Три звёздочки означали максимальную опасность – как на бутылке коньяка, только коньяк от звёздочек благороднее, а долг – злее. Три звёздочки – это люди с короткими стрижками и длинными руками, не умеющие договариваться, зато мастера объяснять так, что потом долго болит. Андрей поставил их и обвёл кружком – дважды, жирно, – и от этого кружка карандаш в пальцах задрожал.
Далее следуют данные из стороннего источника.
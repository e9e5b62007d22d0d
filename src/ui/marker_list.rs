//! Seitenleiste "Saved Locations" mit Lösch-Buttons.

use crate::app::{AppIntent, MapSession};

/// Rendert die Marker-Liste und gibt die ausgelösten Intents zurück.
pub fn render_marker_list(ctx: &egui::Context, session: &MapSession) -> Vec<AppIntent> {
    let mut events = Vec::new();
    let route_target = session.route.target();

    egui::SidePanel::left("marker_list")
        .resizable(true)
        .default_width(280.0)
        .show(ctx, |ui| {
            ui.heading("Saved Locations");
            ui.separator();

            if session.markers.is_empty() {
                ui.label("Click on the map to save a location.");
                return;
            }

            egui::ScrollArea::vertical().show(ui, |ui| {
                for marker in session.markers.snapshot() {
                    let key = marker.key();
                    ui.horizontal(|ui| {
                        let selected = route_target == Some(key);
                        if ui.selectable_label(selected, marker.list_label()).clicked() {
                            events.push(AppIntent::MarkerListItemClicked { key });
                        }
                        if ui.small_button("Delete").clicked() {
                            events.push(AppIntent::DeleteMarkerRequested { key });
                        }
                    });
                }
            });
        });

    events
}
//! Feature-Handler für AppCommand-Verarbeitung.
//!
//! Jeder Handler gruppiert die Command-Ausführung eines Feature-Bereichs.
//! Der Controller dispatcht an die passende Handler-Funktion.

pub mod location;
pub mod markers;
pub mod notice;
pub mod route;
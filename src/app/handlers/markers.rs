//! Handler für Marker-Liste und Overlays.

use crate::app::use_cases;
use crate::app::MapSession;
use crate::core::{LatLng, MarkerKey};
use crate::services::{NameRequestId, Services};

/// Lädt die persistierten Marker.
pub fn load(session: &mut MapSession) {
    use_cases::markers::load_markers(session);
}

/// Gleicht die Overlays mit der Marker-Liste ab.
pub fn reconcile(session: &mut MapSession, services: &mut Services) {
    use_cases::markers::reconcile_overlays(session, services);
}

/// Bestätigt das Speichern und startet die Namensauflösung.
pub fn confirm_add(session: &mut MapSession, services: &mut Services, position: LatLng) {
    use_cases::markers::confirm_add_marker(session, services, position);
}

/// Speichert einen Marker nach abgeschlossener Namensauflösung.
pub fn complete_add(
    session: &mut MapSession,
    services: &mut Services,
    request: NameRequestId,
    name: String,
) {
    use_cases::markers::complete_add_marker(session, services, request, name);
}

/// Bestätigt das Löschen und entfernt den Marker.
pub fn confirm_delete(session: &mut MapSession, services: &mut Services, key: MarkerKey) {
    use_cases::markers::confirm_delete_marker(session, services, key);
}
Борис Семёнович колдовал над калькулятором – старым, брежневским, с западающими клавишами и треснувшим экраном, показывавшим цифры только под нужным углом. Костлявые пальцы бегали по кнопкам, губы шевелились, очки в роговой оправе то сползали на кончик носа, то задвигались обратно – и снова цифры, и снова покачивание седой головой – результат не менялся, сколько ни жми, как не изменится надпись на надгробии, сколько ни скреби.
Михаил раскладывал на столе документы для процедуры банкротства – методично, аккуратно, как гробовщик снимает мерку с ещё живого клиента. Папка к папке, бумага к бумаге, скрепка к скрепке. Порядок в документах утешал – последний порядок, который можно навести, когда вокруг хаос.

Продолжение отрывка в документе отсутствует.